Local student earns inaugural RVH research scholarship
Jessica Maher, the first recipient of RVH’s Laura E. Crook Scholarship for Community Health Research (right), is pictured with retired family physician Dr. Laura Crook (centre) and research supervisor, family physician and research co-director at RVH’s Family Medicine Teaching Unit, Dr. Matthew Orava (left).
Jessica Maher is spending her summer making an impact through local research thanks to a new scholarship from Royal Victoria Regional Health Centre (RVH).
Maher, a Tottenham resident and recent graduate of the Applied Life Sciences program at Lakehead University, is the first recipient of RVH’s Laura E. Crook Scholarship for Community Health Research.
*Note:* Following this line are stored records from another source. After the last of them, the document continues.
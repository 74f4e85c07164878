//! Simulation camera driver
//!
//! Produces small synthetic JPEG frames (SOI, a comment segment naming the
//! frame, EOI) so every sink downstream sees well-formed MJPEG.

use pinode_core::driver::DriverStatus;
use pinode_core::error::{PinodeError, PinodeResult};

use super::PreviewSettings;

/// Simulation camera configuration
#[derive(Debug, Clone)]
pub struct SimulationCameraConfig {
    /// Frame rate in Hz
    pub fps: f32,
}

impl Default for SimulationCameraConfig {
    fn default() -> Self {
        Self { fps: 10.0 }
    }
}

/// Simulation camera driver
pub struct SimulationCameraDriver {
    config: SimulationCameraConfig,
    status: DriverStatus,
    frame_count: u64,
    preview: Option<PreviewSettings>,
    connected: bool,
    fail_stop: bool,
}

impl SimulationCameraDriver {
    pub fn new() -> Self {
        Self::with_config(SimulationCameraConfig::default())
    }

    pub fn with_config(config: SimulationCameraConfig) -> Self {
        Self {
            config,
            status: DriverStatus::Uninitialized,
            frame_count: 0,
            preview: None,
            connected: true,
            fail_stop: false,
        }
    }

    /// Simulate unplugging the camera; `init` fails until reconnected
    pub fn set_connected(&mut self, connected: bool) {
        self.connected = connected;
    }

    /// Make every following `stop_preview` fail, after stopping anyway
    pub fn set_fail_stop(&mut self, fail: bool) {
        self.fail_stop = fail;
    }

    pub fn frame_count(&self) -> u64 {
        self.frame_count
    }

    pub fn preview(&self) -> Option<&PreviewSettings> {
        self.preview.as_ref()
    }

    pub fn fps(&self) -> f32 {
        self.config.fps
    }

    pub fn init(&mut self) -> PinodeResult<()> {
        if !self.connected {
            return Err(PinodeError::unavailable("Simulated camera is disconnected"));
        }
        self.frame_count = 0;
        self.status = DriverStatus::Ready;
        Ok(())
    }

    pub fn shutdown(&mut self) -> PinodeResult<()> {
        self.preview = None;
        self.status = DriverStatus::Shutdown;
        Ok(())
    }

    pub fn is_available(&self) -> bool {
        self.connected
    }

    pub fn status(&self) -> DriverStatus {
        self.status.clone()
    }

    pub fn start_preview(&mut self, settings: &PreviewSettings) -> PinodeResult<()> {
        if !matches!(self.status, DriverStatus::Ready | DriverStatus::Running) {
            return Err(PinodeError::driver("Driver not initialized"));
        }
        self.preview = Some(settings.clone());
        self.status = DriverStatus::Running;
        Ok(())
    }

    pub fn capture_frame(&mut self) -> PinodeResult<Vec<u8>> {
        if self.preview.is_none() {
            return Err(PinodeError::driver("Preview is not running"));
        }
        self.frame_count += 1;
        let comment = format!("pinode frame {}", self.frame_count);
        let length = (comment.len() + 2) as u16;

        let mut frame = Vec::with_capacity(comment.len() + 8);
        frame.extend_from_slice(&[0xFF, 0xD8, 0xFF, 0xFE]);
        frame.extend_from_slice(&length.to_be_bytes());
        frame.extend_from_slice(comment.as_bytes());
        frame.extend_from_slice(&[0xFF, 0xD9]);
        Ok(frame)
    }

    pub fn stop_preview(&mut self) -> PinodeResult<()> {
        self.preview = None;
        self.status = DriverStatus::Ready;
        if self.fail_stop {
            return Err(PinodeError::driver("Simulated stop failure"));
        }
        Ok(())
    }
}

impl Default for SimulationCameraDriver {
    fn default() -> Self {
        Self::new()
    }
}
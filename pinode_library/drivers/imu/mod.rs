//! Inertial measurement units
//!
//! - `bno055` - Bosch BNO055 absolute orientation sensor over I2C

pub mod bno055;

pub use bno055::Bno055Driver;
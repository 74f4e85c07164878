//! # PINODE - Raspberry Pi sensor/actuator gateway
//!
//! PINODE polls sensors, publishes their readings and routes inbound
//! commands to actuators. GPIO pins, I2C sensors and a camera share one
//! runtime: a poll scheduler, a command dispatcher and per-bus locks.
//!
//! ## Quick Start
//!
//! ```rust,no_run
//! use pinode::prelude::*;
//! use std::sync::Arc;
//!
//! let config = GatewayConfig::find_and_load().unwrap();
//! let mut gateway = build_gateway(&config, Arc::new(LogPublisher)).unwrap();
//! gateway.start().unwrap();
//!
//! let response = gateway.dispatcher().handle(&Command::get("baro", "pressure"));
//! println!("{:?}", response);
//!
//! gateway.stop();
//! ```
//!
//! ## Features
//!
//! - **Simulation first**: every backend has an in-memory twin
//! - **Typed values** with range checks and per-value poll intervals
//! - **Bounded bus locks** so a wedged sensor cannot stall the gateway
//! - **Hardware backends** behind `gpio-hardware`, `i2c-hardware` and `v4l2-backend`

// Re-export core components
pub use pinode_core::{self, *};

// Re-export the device library with alias
pub use pinode_library as library;

pub use serde;

/// Everything needed to configure and run a gateway
pub mod prelude {
    // ============================================
    // Runtime
    // ============================================
    pub use pinode_core::{
        Command, CommandDispatcher, CommandResponse, Gateway, PollScheduler, ShutdownReport,
    };

    // ============================================
    // Devices and values
    // ============================================
    pub use pinode_core::{
        AcquisitionState, Capabilities, Device, Value, ValueDescriptor, ValueRegistry, ValueType,
    };

    // ============================================
    // Publishing
    // ============================================
    pub use pinode_core::{
        ChannelPublisher, EventSink, LogPublisher, MemoryPublisher, PublishMessage, Publisher,
    };

    // ============================================
    // Configuration and errors
    // ============================================
    pub use pinode_core::{
        BoardMode, DeviceConfig, GatewayConfig, GatewaySettings, PinodeError, PinodeResult,
        SchedulerConfig,
    };

    // ============================================
    // Hardware
    // ============================================
    pub use pinode_library::{
        build_gateway, build_gateway_with, CameraState, DeviceDriver, DeviceFactory, Edge,
        GpioContext, Pull, DEVICE_KINDS,
    };

    pub use anyhow::{anyhow, bail, Context, Result};
}
//! Configuration-driven device construction
//!
//! [`DeviceFactory`] owns the process-wide hardware contexts: one
//! [`GpioContext`], one [`I2cBus`] per bus number and the bus lock registry.
//! Devices of the same bus share those handles, and therefore the same lock.

use std::collections::HashMap;
use std::sync::Arc;

use parking_lot::Mutex;
use pinode_core::{
    BusLockRegistry, DeviceConfig, Gateway, GatewayConfig, GatewaySettings, PinodeError,
    PinodeResult, Publisher,
};

use super::{
    Bmp085Device, Bno055Device, CameraDevice, DeviceDriver, GpioInputDevice, GpioOutputDevice,
    GpioPwmDevice,
};
use crate::drivers::barometer::bmp085;
use crate::drivers::bus::{I2cBus, I2cDriver, I2cDriverBackend};
use crate::drivers::camera::{CameraDriver, CameraDriverBackend};
use crate::drivers::gpio::{GpioContext, GpioDriverBackend};
use crate::drivers::imu::bno055;

/// Every `kind` accepted in a device config
pub const DEVICE_KINDS: [&str; 6] = [
    "gpio_input",
    "gpio_output",
    "gpio_pwm",
    "bmp085",
    "bno055",
    "camera",
];

const DEFAULT_I2C_BUS: u8 = 1;
/// Die temperature reported by an auto-installed simulated BNO055
const SIMULATED_BNO055_TEMPERATURE: i8 = 25;

pub struct DeviceFactory {
    settings: GatewaySettings,
    locks: BusLockRegistry,
    gpio: Mutex<Option<GpioContext>>,
    i2c: Mutex<HashMap<u8, I2cBus>>,
}

impl DeviceFactory {
    pub fn new(settings: &GatewaySettings) -> Self {
        Self {
            settings: settings.clone(),
            locks: BusLockRegistry::new(settings.lock_timeout()),
            gpio: Mutex::new(None),
            i2c: Mutex::new(HashMap::new()),
        }
    }

    pub fn settings(&self) -> &GatewaySettings {
        &self.settings
    }

    pub fn locks(&self) -> &BusLockRegistry {
        &self.locks
    }

    /// The shared GPIO context, created on first use
    pub fn gpio(&self) -> PinodeResult<GpioContext> {
        let mut slot = self.gpio.lock();
        if let Some(ref gpio) = *slot {
            return Ok(gpio.clone());
        }
        let backend: GpioDriverBackend = self.settings.gpio.backend.parse()?;
        let gpio = GpioContext::new(backend, self.settings.gpio.board_mode)?;
        *slot = Some(gpio.clone());
        Ok(gpio)
    }

    /// The shared handle of I2C bus `number`, created on first use
    pub fn i2c_bus(&self, number: u8) -> PinodeResult<I2cBus> {
        let mut buses = self.i2c.lock();
        if let Some(bus) = buses.get(&number) {
            return Ok(bus.clone());
        }
        let backend: I2cDriverBackend = self.settings.i2c_backend.parse()?;
        let lock = self.locks.lock_for(&format!("i2c-{}", number));
        let bus = I2cBus::new(number, I2cDriver::new(backend, number), lock);
        buses.insert(number, bus.clone());
        Ok(bus)
    }

    /// Build the device `id` described by `config`
    pub fn create(&self, id: &str, config: &DeviceConfig) -> PinodeResult<DeviceDriver> {
        let device = match config.kind.as_str() {
            "gpio_input" => {
                DeviceDriver::GpioInput(GpioInputDevice::from_config(id, config, self.gpio()?)?)
            }
            "gpio_output" => {
                DeviceDriver::GpioOutput(GpioOutputDevice::from_config(id, config, self.gpio()?)?)
            }
            "gpio_pwm" => {
                DeviceDriver::GpioPwm(GpioPwmDevice::from_config(id, config, self.gpio()?)?)
            }
            "bmp085" => {
                let bus = self.i2c_bus(config.i2c_bus.unwrap_or(DEFAULT_I2C_BUS))?;
                let address = config.i2c_address.unwrap_or(bmp085::DEFAULT_ADDRESS);
                bus.with_simulation(|sim| {
                    if !sim.has_device(address) {
                        bmp085::simulate(sim, address);
                    }
                });
                DeviceDriver::Bmp085(Bmp085Device::from_config(id, config, bus)?)
            }
            "bno055" => {
                let bus = self.i2c_bus(config.i2c_bus.unwrap_or(DEFAULT_I2C_BUS))?;
                let address = config.i2c_address.unwrap_or(bno055::DEFAULT_ADDRESS);
                bus.with_simulation(|sim| {
                    if !sim.has_device(address) {
                        bno055::simulate(sim, address, SIMULATED_BNO055_TEMPERATURE);
                    }
                });
                let gpio = match config.pin {
                    Some(_) => Some(self.gpio()?),
                    None => None,
                };
                DeviceDriver::Bno055(Bno055Device::from_config(id, config, bus, gpio)?)
            }
            "camera" => {
                let backend: CameraDriverBackend = config
                    .backend
                    .as_deref()
                    .unwrap_or("simulation")
                    .parse()?;
                let driver = CameraDriver::new(backend, config.device.as_deref());
                DeviceDriver::Camera(CameraDevice::from_config(
                    id,
                    config,
                    &self.settings.home_dir,
                    driver,
                    self.locks.lock_for("camera"),
                )?)
            }
            other => {
                return Err(PinodeError::config(format!(
                    "Device '{}': unknown kind '{}'. Known kinds: {}",
                    id,
                    other,
                    DEVICE_KINDS.join(", ")
                )))
            }
        };
        log::debug!("Created {} device '{}'", config.kind, id);
        Ok(device)
    }
}

/// Build a gateway holding every enabled device of `config`
pub fn build_gateway(
    config: &GatewayConfig,
    publisher: Arc<dyn Publisher>,
) -> PinodeResult<Gateway> {
    let factory = DeviceFactory::new(&config.gateway);
    build_gateway_with(&factory, config, publisher)
}

/// Like [`build_gateway`], reusing the hardware contexts of `factory`
pub fn build_gateway_with(
    factory: &DeviceFactory,
    config: &GatewayConfig,
    publisher: Arc<dyn Publisher>,
) -> PinodeResult<Gateway> {
    config.validate()?;
    let mut gateway = Gateway::new(config.gateway.clone(), publisher);
    for (id, device_config) in config.enabled_devices() {
        let device = factory.create(id, device_config)?;
        gateway.add_device(Box::new(device))?;
    }
    Ok(gateway)
}

#[cfg(test)]
mod tests {
    use super::*;
    use pinode_core::{BoardMode, Device};

    fn settings() -> GatewaySettings {
        let mut settings = GatewaySettings::default();
        settings.gpio.board_mode = BoardMode::Bcm;
        settings
    }

    #[test]
    fn test_devices_share_bus_handles() {
        let factory = DeviceFactory::new(&settings());
        let a = factory.i2c_bus(1).unwrap();
        let b = factory.i2c_bus(1).unwrap();
        let _guard = a.lock().acquire("a").unwrap();
        assert!(b.lock().is_locked());
        assert!(!factory.i2c_bus(0).unwrap().lock().is_locked());
    }

    #[test]
    fn test_create_each_kind() {
        let factory = DeviceFactory::new(&settings());
        let configs = [
            ("in", DeviceConfig::gpio("gpio_input", 17)),
            ("out", DeviceConfig::gpio("gpio_output", 18)),
            ("fan", DeviceConfig::gpio("gpio_pwm", 12)),
            ("baro", DeviceConfig::new("bmp085")),
            ("imu", DeviceConfig::i2c("bno055", 1, 0x28)),
            ("cam", DeviceConfig::new("camera").with_option("warmup_ms", 0)),
        ];
        for (id, config) in configs.iter() {
            let device = factory.create(id, config).unwrap();
            assert_eq!(device.kind(), config.kind);
            assert_eq!(device.id(), *id);
        }
    }

    #[test]
    fn test_unknown_kind() {
        let factory = DeviceFactory::new(&settings());
        match factory.create("x", &DeviceConfig::new("thermocouple")) {
            Err(PinodeError::Config(msg)) => assert!(msg.contains("gpio_input")),
            other => panic!("unexpected {:?}", other.map(|d| d.kind())),
        }
    }

    #[test]
    fn test_gpio_without_pin() {
        let factory = DeviceFactory::new(&settings());
        assert!(matches!(
            factory.create("in", &DeviceConfig::new("gpio_input")),
            Err(PinodeError::Config(_))
        ));
    }

    #[test]
    fn test_unknown_backend() {
        let mut settings = settings();
        settings.i2c_backend = "bitbang".to_string();
        let factory = DeviceFactory::new(&settings);
        assert!(matches!(
            factory.create("baro", &DeviceConfig::new("bmp085")),
            Err(PinodeError::Config(_))
        ));
    }
}
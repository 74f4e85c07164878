//! Run command - start the gateway in the foreground
//!
//! Publishes are written to stdout as JSON lines. Commands are read from
//! stdin, one JSON object per line, and each gets a JSON response line:
//!
//! ```text
//! {"deviceId":"led","valueId":"state","action":"set","payload":true}
//! {"success":true}
//! ```
//!
//! Each device gets its own command worker, so a command that blocks (a
//! camera warm-up, a contended bus) only holds back later commands for the
//! same device. Responses are written as they complete.

use anyhow::{Context, Result};
use colored::*;
use crossbeam::channel::{self, Receiver, RecvTimeoutError, Sender};
use pinode_core::{
    ChannelPublisher, Command, CommandDispatcher, CommandResponse, PinodeError, PublishMessage,
};
use std::collections::HashMap;
use std::io::{self, BufRead, Write};
use std::path::PathBuf;
use std::sync::atomic::{AtomicBool, Ordering};
use std::sync::Arc;
use std::thread;
use std::time::Duration;

const IDLE_POLL: Duration = Duration::from_millis(100);

pub fn execute_run(config_path: Option<PathBuf>) -> Result<()> {
    let config = super::load_config(config_path.as_deref()).context("loading gateway config")?;
    let (publisher, updates) = ChannelPublisher::new();
    let mut gateway = pinode_library::build_gateway(&config, Arc::new(publisher))
        .context("building devices")?;
    gateway.start().context("starting gateway")?;
    eprintln!(
        "{} Gateway running with {} device(s). Press Ctrl+C to stop.",
        "[OK]".green(),
        gateway.device_ids().len()
    );

    let running = Arc::new(AtomicBool::new(true));
    let r = running.clone();
    ctrlc::set_handler(move || {
        r.store(false, Ordering::SeqCst);
    })
    .context("installing Ctrl+C handler")?;

    let printer = {
        let running = running.clone();
        thread::Builder::new()
            .name("publish-printer".to_string())
            .spawn(move || print_updates(updates, &running))?
    };

    let (response_tx, responses) = channel::unbounded();
    thread::Builder::new()
        .name("response-writer".to_string())
        .spawn(move || write_responses(responses))?;

    let router = CommandRouter::new(gateway.dispatcher(), response_tx);
    // Blocks on stdin, so it is never joined; the process exits around it
    thread::Builder::new()
        .name("command-reader".to_string())
        .spawn(move || read_commands(router))?;

    while running.load(Ordering::SeqCst) {
        thread::sleep(IDLE_POLL);
    }

    eprintln!("\n{}", "Shutting down gateway...".yellow());
    let report = gateway.stop();
    if printer.join().is_err() {
        log::error!("Publish printer panicked");
    }
    if report.is_clean() {
        eprintln!("{} Gateway stopped", "[OK]".green());
    } else {
        if !report.drained {
            eprintln!("{} In-flight polls were abandoned", "[WARN]".yellow());
        }
        for id in &report.abandoned {
            eprintln!("{} Device '{}' did not shut down in time", "[WARN]".yellow(), id);
        }
    }
    Ok(())
}

fn print_updates(updates: Receiver<PublishMessage>, running: &AtomicBool) {
    let stdout = io::stdout();
    loop {
        match updates.recv_timeout(IDLE_POLL) {
            Ok(message) => match format_update(&message) {
                Ok(line) => {
                    let mut out = stdout.lock();
                    let _ = writeln!(out, "{}", line);
                    let _ = out.flush();
                }
                Err(e) => log::warn!("Cannot encode update: {}", e),
            },
            Err(RecvTimeoutError::Timeout) if running.load(Ordering::SeqCst) => {}
            Err(_) => break,
        }
    }
}

fn read_commands(mut router: CommandRouter) {
    let stdin = io::stdin();
    for line in stdin.lock().lines() {
        let line = match line {
            Ok(line) => line,
            Err(e) => {
                log::warn!("Reading commands stopped: {}", e);
                break;
            }
        };
        router.submit(&line);
    }
    log::debug!("Command input closed");
}

fn write_responses(responses: Receiver<String>) {
    for response in responses.iter() {
        let mut out = io::stdout().lock();
        let _ = writeln!(out, "{}", response);
        let _ = out.flush();
    }
}

// ============================================================================
// Command routing
// ============================================================================

/// Hands each parsed command to a worker thread for its device
pub struct CommandRouter {
    dispatcher: CommandDispatcher,
    responses: Sender<String>,
    workers: HashMap<String, Sender<Command>>,
}

impl CommandRouter {
    pub fn new(dispatcher: CommandDispatcher, responses: Sender<String>) -> Self {
        Self {
            dispatcher,
            responses,
            workers: HashMap::new(),
        }
    }

    /// Route one input line. Blank lines are ignored; lines that do not parse
    /// are answered immediately.
    pub fn submit(&mut self, line: &str) {
        let line = line.trim();
        if line.is_empty() {
            return;
        }
        let command = match serde_json::from_str::<Command>(line) {
            Ok(command) => command,
            Err(e) => {
                let response = CommandResponse::failed(&PinodeError::from(e));
                send_response(&self.responses, &response);
                return;
            }
        };

        let device_id = command.device_id.clone();
        let command = match self.workers.get(&device_id) {
            Some(worker) => match worker.send(command) {
                Ok(()) => return,
                // Worker is gone, start a fresh one below
                Err(e) => e.into_inner(),
            },
            None => command,
        };
        match self.spawn_worker(&device_id) {
            Ok(worker) => {
                let _ = worker.send(command);
                self.workers.insert(device_id, worker);
            }
            Err(e) => {
                log::error!("No command worker for '{}': {}", device_id, e);
                send_response(&self.responses, &self.dispatcher.handle(&command));
            }
        }
    }

    fn spawn_worker(&self, device_id: &str) -> io::Result<Sender<Command>> {
        let (tx, rx) = channel::unbounded::<Command>();
        let dispatcher = self.dispatcher.clone();
        let responses = self.responses.clone();
        thread::Builder::new()
            .name(format!("commands-{}", device_id))
            .spawn(move || {
                for command in rx.iter() {
                    send_response(&responses, &dispatcher.handle(&command));
                }
            })?;
        Ok(tx)
    }
}

fn send_response(responses: &Sender<String>, response: &CommandResponse) {
    // CommandResponse only holds plain values, encoding cannot fail
    if let Ok(line) = serde_json::to_string(response) {
        let _ = responses.send(line);
    }
}

/// One publish as a JSON line
pub fn format_update(message: &PublishMessage) -> Result<String, PinodeError> {
    Ok(serde_json::to_string(message)?)
}

#[cfg(test)]
mod tests {
    use super::*;
    use pinode_core::{DeviceConfig, GatewayConfig, MemoryPublisher, Value};
    use std::time::Instant;
    use tempfile::TempDir;

    const WAIT: Duration = Duration::from_secs(2);

    fn gateway(home: &TempDir, warmup_ms: i64) -> pinode_core::Gateway {
        let mut config = GatewayConfig::new();
        config.gateway.gpio.board_mode = pinode_core::BoardMode::Bcm;
        config.gateway.home_dir = home.path().to_path_buf();
        config.add_device("led", DeviceConfig::gpio("gpio_output", 18));
        config.add_device(
            "cam",
            DeviceConfig::new("camera").with_option("warmup_ms", warmup_ms),
        );
        let mut gateway =
            pinode_library::build_gateway(&config, Arc::new(MemoryPublisher::new())).unwrap();
        gateway.start().unwrap();
        gateway
    }

    #[test]
    fn test_submit_answers_every_command() {
        let home = TempDir::new().unwrap();
        let mut gateway = gateway(&home, 0);
        let (tx, responses) = channel::unbounded();
        let mut router = CommandRouter::new(gateway.dispatcher(), tx);

        router.submit(r#"{"deviceId":"led","valueId":"state","action":"set","payload":true}"#);
        assert_eq!(responses.recv_timeout(WAIT).unwrap(), r#"{"success":true}"#);

        router.submit(r#"{"deviceId":"led","valueId":"state","action":"get"}"#);
        assert_eq!(
            responses.recv_timeout(WAIT).unwrap(),
            r#"{"success":true,"result":true}"#
        );

        router.submit(r#"{"deviceId":"lamp","valueId":"state"}"#);
        let response = responses.recv_timeout(WAIT).unwrap();
        assert!(response.contains(r#""success":false"#));
        assert!(response.contains("Unknown device"));

        router.submit("not json");
        assert!(responses
            .recv_timeout(WAIT)
            .unwrap()
            .contains(r#""success":false"#));

        router.submit("   ");
        assert!(responses.recv_timeout(Duration::from_millis(100)).is_err());
        gateway.stop();
    }

    #[test]
    fn test_camera_warmup_does_not_hold_back_other_devices() {
        let home = TempDir::new().unwrap();
        let mut gateway = gateway(&home, 600);
        let (tx, responses) = channel::unbounded();
        let mut router = CommandRouter::new(gateway.dispatcher(), tx);

        let start = Instant::now();
        router.submit(r#"{"deviceId":"cam","valueId":"snapshot","action":"run"}"#);
        router.submit(r#"{"deviceId":"led","valueId":"state","action":"get"}"#);

        let first = responses.recv_timeout(WAIT).unwrap();
        assert_eq!(first, r#"{"success":true,"result":false}"#);
        assert!(start.elapsed() < Duration::from_millis(300));

        let second = responses.recv_timeout(WAIT).unwrap();
        assert!(second.contains(r#""success":true"#), "{}", second);
        assert!(start.elapsed() >= Duration::from_millis(600));
        gateway.stop();
    }

    #[test]
    fn test_commands_for_one_device_keep_their_order() {
        let home = TempDir::new().unwrap();
        let mut gateway = gateway(&home, 0);
        let (tx, responses) = channel::unbounded();
        let mut router = CommandRouter::new(gateway.dispatcher(), tx);

        for payload in ["true", "false", "true"] {
            router.submit(&format!(
                r#"{{"deviceId":"led","valueId":"state","action":"set","payload":{}}}"#,
                payload
            ));
            router.submit(r#"{"deviceId":"led","valueId":"state","action":"get"}"#);
        }
        let answers: Vec<String> = (0..6)
            .map(|_| responses.recv_timeout(WAIT).unwrap())
            .collect();
        assert_eq!(answers[1], r#"{"success":true,"result":true}"#);
        assert_eq!(answers[3], r#"{"success":true,"result":false}"#);
        assert_eq!(answers[5], r#"{"success":true,"result":true}"#);
        gateway.stop();
    }

    #[test]
    fn test_format_update() {
        let message = PublishMessage::now("baro", "pressure", Value::Int(69962));
        let line = format_update(&message).unwrap();
        assert!(line.contains(r#""deviceId":"baro""#));
        assert!(line.contains(r#""valueId":"pressure""#));
        assert!(line.contains(r#""value":69962"#));
        assert!(line.contains(r#""timestamp""#));
    }
}
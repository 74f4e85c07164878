//! Backends command - list what this build can drive

use colored::*;
use pinode_library::{CameraDriverBackend, GpioDriverBackend, I2cDriverBackend, DEVICE_KINDS};

pub fn run_backends() {
    println!("{}", "Compiled backends".green().bold());
    print_row("GPIO", &GpioDriverBackend::available());
    print_row("I2C", &I2cDriverBackend::available());
    print_row("Camera", &CameraDriverBackend::available());
    println!();
    println!("{}", "Device kinds".green().bold());
    print_row("Kinds", &DEVICE_KINDS);
}

fn print_row(name: &str, items: &[&str]) {
    println!("  {} {}", format!("{:10}", name).cyan(), items.join(", "));
}
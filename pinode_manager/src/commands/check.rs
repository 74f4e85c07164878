//! Check command - validate a gateway config without touching hardware state

use anyhow::{Context, Result};
use colored::*;
use pinode_core::{AccessMode, Device, GatewayConfig, NullPublisher};
use std::path::PathBuf;
use std::sync::Arc;

/// One value of a configured device
#[derive(Debug, Clone, PartialEq)]
pub struct ValueSummary {
    pub name: String,
    pub access: AccessMode,
    pub value_type: &'static str,
    /// Seconds between polls, if polled
    pub poll_secs: Option<f64>,
}

#[derive(Debug, Clone, PartialEq)]
pub struct DeviceSummary {
    pub id: String,
    pub kind: String,
    pub values: Vec<ValueSummary>,
}

pub fn run_check(config_path: Option<PathBuf>) -> Result<()> {
    let config = super::load_config(config_path.as_deref()).context("loading gateway config")?;
    let devices = describe(&config)?;

    println!("{}", "Gateway configuration".green().bold());
    println!(
        "  {} {}",
        format!("{:14}", "GPIO").cyan(),
        format!(
            "{} backend, {} numbering",
            config.gateway.gpio.backend, config.gateway.gpio.board_mode
        )
    );
    println!(
        "  {} {} backend",
        format!("{:14}", "I2C").cyan(),
        config.gateway.i2c_backend
    );
    println!(
        "  {} {}",
        format!("{:14}", "Home").cyan(),
        config.gateway.home_dir.display()
    );
    println!(
        "  {} {} ms",
        format!("{:14}", "Bus timeout").cyan(),
        config.gateway.lock_timeout_ms
    );
    println!();

    for device in &devices {
        println!("{} {}", device.id.bold(), format!("({})", device.kind).dimmed());
        for value in &device.values {
            let poll = match value.poll_secs {
                Some(secs) => format!("every {}s", secs),
                None => "-".to_string(),
            };
            println!(
                "    {:20} {:8} {:6} {}",
                value.name,
                value.access.to_string(),
                value.value_type,
                poll.dimmed()
            );
        }
    }
    println!();
    println!("{} {} device(s) OK", "[OK]".green(), devices.len());
    Ok(())
}

/// Build every enabled device (without opening it) and list its values
pub fn describe(config: &GatewayConfig) -> Result<Vec<DeviceSummary>> {
    let gateway = pinode_library::build_gateway(config, Arc::new(NullPublisher))?;
    let mut devices = Vec::new();
    for id in gateway.device_ids() {
        let handle = match gateway.device(&id) {
            Some(handle) => handle,
            None => continue,
        };
        let device = handle.lock();
        devices.push(DeviceSummary {
            id: id.clone(),
            kind: device.kind().to_string(),
            values: device
                .descriptors()
                .into_iter()
                .map(|d| ValueSummary {
                    value_type: d.value_type.name(),
                    poll_secs: d.poll_interval.map(|i| i.as_secs_f64()),
                    access: d.access,
                    name: d.name,
                })
                .collect(),
        });
    }
    Ok(devices)
}

#[cfg(test)]
mod tests {
    use super::*;

    #[test]
    fn test_describe_yaml() {
        let config = GatewayConfig::from_yaml(
            r#"
gateway:
  gpio:
    board_mode: BCM
devices:
  baro:
    kind: bmp085
    poll:
      temperature: 30
      altitude: 0
  fan:
    kind: gpio_pwm
    pin: 18
"#,
        )
        .unwrap();
        let devices = describe(&config).unwrap();
        assert_eq!(devices.len(), 2);

        let baro = &devices[0];
        assert_eq!(baro.kind, "bmp085");
        let temperature = baro.values.iter().find(|v| v.name == "temperature").unwrap();
        assert_eq!(temperature.poll_secs, Some(30.0));
        let altitude = baro.values.iter().find(|v| v.name == "altitude").unwrap();
        assert_eq!(altitude.poll_secs, None);

        let fan = &devices[1];
        let switch = fan.values.iter().find(|v| v.name == "switch").unwrap();
        assert_eq!(switch.access, AccessMode::Action);
    }

    #[test]
    fn test_describe_rejects_unknown_kind() {
        let config = GatewayConfig::from_yaml(
            r#"
devices:
  x:
    kind: thermocouple
"#,
        )
        .unwrap();
        assert!(describe(&config).is_err());
    }
}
Announced this spring, the inaugural scholarship worth $6,000 honours the 37-year-medical career of retired family physician Dr. Laura Crook. It reflects her passion for supporting exceptional family medicine, maternal care, and research. The scholarship provides an opportunity for students to be curious, ask questions and become actively involved in community-based research.
“I am honoured to be the first recipient and to have the opportunity to enter this field at such an early stage of my academic career,” says Maher. “I get to learn from amazing RVH mentors and role models to prepare me for a rewarding career as a clinician-scientist and in anticipation of attending University of Ottawa’s medical school this fall.”
Maher, along with her supervisor, Dr. Matthew Orava, family physician and research co-director at RVH’s Family Medicine Teaching Unit, will leverage health system information captured by the Healthy Barrie initiative, a community-based partnership among the Barrie Community Family Health Team, City of Barrie and Simcoe Muskoka District Health Unit. The project will focus on identifying and characterizing links between childhood or adult obesity and specific neighbourhood characteristics, such as walkability, green space, food security, transit accessibility, and air pollution, among others.
“As the old saying goes - an ounce of prevention is worth a pound of cure,” says Dr. Crook. “And that’s why I am excited to see the next generation strive to tease out the ways environmental circumstances affect the health of people, that as family doctors, we work with every day.”
The goal of the project is to help identify specific health disparities within the community that would allow for more focused interventions to boost the health of neighbourhoods across the community.
“I am so pleased to encourage Jessica’s passion for clinical research with this award, and I look forward to learning more about the ways our community could enhance the health and well-being of our population,” says Dr. Crook.
Each year, RVH’s Research Institute awards highly accomplished undergraduate and medical students the opportunity to participate in a summer research training experience and conduct applied health research alongside RVH employees and professional staff.